Hybrid Architecture: Combining VNRA and Firewall
A viable approach is to deploy both services within the same Hub VNet, using User-Defined Routes (UDRs) to steer traffic based on destination:
– Model 1 (Traffic-Type Segregation): UDRs on Spoke subnets can send traffic destined for other Spokes directly to the VNRA’s IP address. A default route (0.0.0.0/0) can send all other traffic (e.g., to the internet or on-premises) to the firewall for inspection.
– Model 2 (Sequential Processing): Route all traffic from Spokes to the VNRA first. Then, configure routes on the VNRA’s own subnet to forward north-south traffic to the firewall/gateway and east-west traffic directly to the destination Spoke VNet. This centralizes the routing decision point.
Deployment and Configuration: Current State
Deployment is streamlined but currently limited. Key steps and constraints include:
1) Region and Subnet: Deploy to a supported preview region and select the target Hub VNet. A dedicated subnet named VirtualNetworkApplianceSubnet is required.
2) Capacity Selection: Choose the desired throughput (50, 100, or 200 Gbps). The service is free during the preview.
3) Configuration: The VNRA itself has no configurable settings. NSGs and route tables can be applied to its subnet.
4) Routing: Traffic steering relies entirely on standard Azure mechanisms. To enable spoke-to-spoke routing, add a UDR on Spoke A’s route table for Spoke B’s address prefix, with the next hop set to “virtual appliance” and the IP address of the VNRA instance.
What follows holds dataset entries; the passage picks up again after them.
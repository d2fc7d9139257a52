// ==============================================================================
// ancestry.rs - AncestryDNA Raw Data Parser
// ==============================================================================
// Description: Parser for AncestryDNA five-column raw data downloads
// Author: Matt Barham
// Created: 2026-10-16
// Modified: 2026-10-16
// Version: 1.0.0
// ==============================================================================
// Format: Tab-delimited text with '#' header comments and a column header
// Example:
//   #AncestryDNA raw data download
//   rsid    chromosome    position    allele1    allele2
//   rs4477212    1    82154    T    T
//   rs3131972    1    752721    0    0
//
// Chromosome codes 23/24/25/26 are X/Y/PAR/MT.
// ==============================================================================

use std::collections::HashSet;

use crate::models::{Genotype, VariantRecord, VariantTable};
use crate::parsers::{is_numeric, parse_chromosome, parse_position, RecordError, TableBuilder};

pub const SOURCE: &str = "AncestryDNA";

pub fn parse(text: &str, rsids: Option<&HashSet<String>>) -> VariantTable {
    let mut builder = TableBuilder::new(SOURCE, rsids);

    for (idx, line) in text.lines().enumerate() {
        let trimmed = line.trim();
        if trimmed.is_empty() || trimmed.starts_with('#') {
            continue;
        }

        let fields: Vec<&str> = trimmed.split_whitespace().collect();

        // Column header (possibly repeated in concatenated downloads)
        if fields.len() >= 3 && !is_numeric(fields[2]) {
            continue;
        }

        match parse_line(&fields) {
            Ok(record) => builder.push(record),
            Err(e) => builder.malformed(idx + 1, &e),
        }
    }

    builder.finish(None, false)
}

fn parse_line(fields: &[&str]) -> Result<VariantRecord, RecordError> {
    if fields.len() < 5 {
        return Err(RecordError::FieldCount {
            expected: 5,
            found: fields.len(),
        });
    }

    Ok(VariantRecord::new(
        fields[0],
        parse_chromosome(fields[1])?,
        parse_position(fields[2])?,
        Genotype::from_alleles(fields[3], fields[4]),
    ))
}

#[cfg(test)]
mod tests {
    use super::*;
    use crate::models::Chromosome;

    const SAMPLE: &str = "\
#AncestryDNA raw data download
#This file was generated by AncestryDNA at: 12/14/2017
#Data was collected using AncestryDNA array version: V2.0
#Genetic data is provided below as five TAB delimited columns.
rsid\tchromosome\tposition\tallele1\tallele2
rs1\t1\t101\tA\tA
rs2\t1\t102\tC\tT
rs3\t1\t103\t0\t0
rs4\t23\t104\tA\tA
rs5\t24\t105\tG\tG
rs6\t25\t106\tC\tT
rs7\t26\t107\tT\tT
";

    #[test]
    fn test_parse_ancestry() {
        let table = parse(SAMPLE, None);
        assert_eq!(table.source, "AncestryDNA");
        assert_eq!(table.len(), 7);

        assert_eq!(table.records[1].genotype.as_ref().unwrap().as_str(), "CT");
        assert!(table.records[2].genotype.is_none());

        assert_eq!(table.records[3].chromosome, Chromosome::X);
        assert_eq!(table.records[4].chromosome, Chromosome::Y);
        assert_eq!(table.records[5].chromosome, Chromosome::PAR);
        assert_eq!(table.records[6].chromosome, Chromosome::MT);
    }

    #[test]
    fn test_half_call_is_no_call() {
        let text = "rsid\tchromosome\tposition\tallele1\tallele2\nrs1\t1\t101\tA\t0\n";
        let table = parse(text, None);
        assert_eq!(table.len(), 1);
        assert!(table.records[0].genotype.is_none());
    }

    #[test]
    fn test_short_lines_skipped() {
        let text = "rs1\t1\t101\tA\nrs2\t1\t102\tG\tG\n";
        let table = parse(text, None);
        assert_eq!(table.len(), 1);
        assert_eq!(table.records[0].rsid, "rs2");
    }
}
A reciprocal route must be added on Spoke B.
5) Preview Limitations:
– No Private Link support.
– No IPv6 support.
– No Global VNet Peering support.
– No metrics or diagnostic logs are currently available.
– VNRA is not supported for production workloads, it’s meant for testing and feedback.
– Each subscription is limited to two instances during preview.
– Tools like Azure CLI, Terraform, and PowerShell support are still in progress.
To experiment with VNRA in your environment you can take the following steps:
– Enable the public preview in your Azure subscription via Azure Feature Exposure Control (AFEC).
– Create a VirtualNetworkApplianceSubnet in the VNet where you want the appliance.
– Deploy the Virtual Network Routing Appliance resource in that subnet.
– Update your route tables to direct traffic toward the appliance as your next hop.
Summary and Initial Assessment
Azure Virtual Network Routing Appliance addresses a specific, long-standing challenge in Azure networking: providing a high-throughput, transitive routing path between peered VNets without the overhead of stateful inspection. It is a purpose-built service for performance, not a general-purpose security or networking tool.
For new deployments following a secure hub-spoke model, Azure Firewall (or an NVA) remains the recommended default for its security and logging capabilities. VNRA may find its place in niche scenarios, such as:
– Modernizing legacy architectures that rely on complex transitive routing.
– Environments with massive east-west data flows that would saturate a firewall’s throughput.
– As a high-performance forwarding component in a layered network design, complementing a firewall for north-south traffic.
The service’s value proposition will become clearer upon general availability, particularly with the announcement of its pricing model and the addition of key features like logging and Private Link support.
For now, it represents an interesting new tool for specific high-performance routing requirements within Azure.
For the most current information on supported regions and updates, please refer to the official Azure Virtual Network Routing Appliance documentation.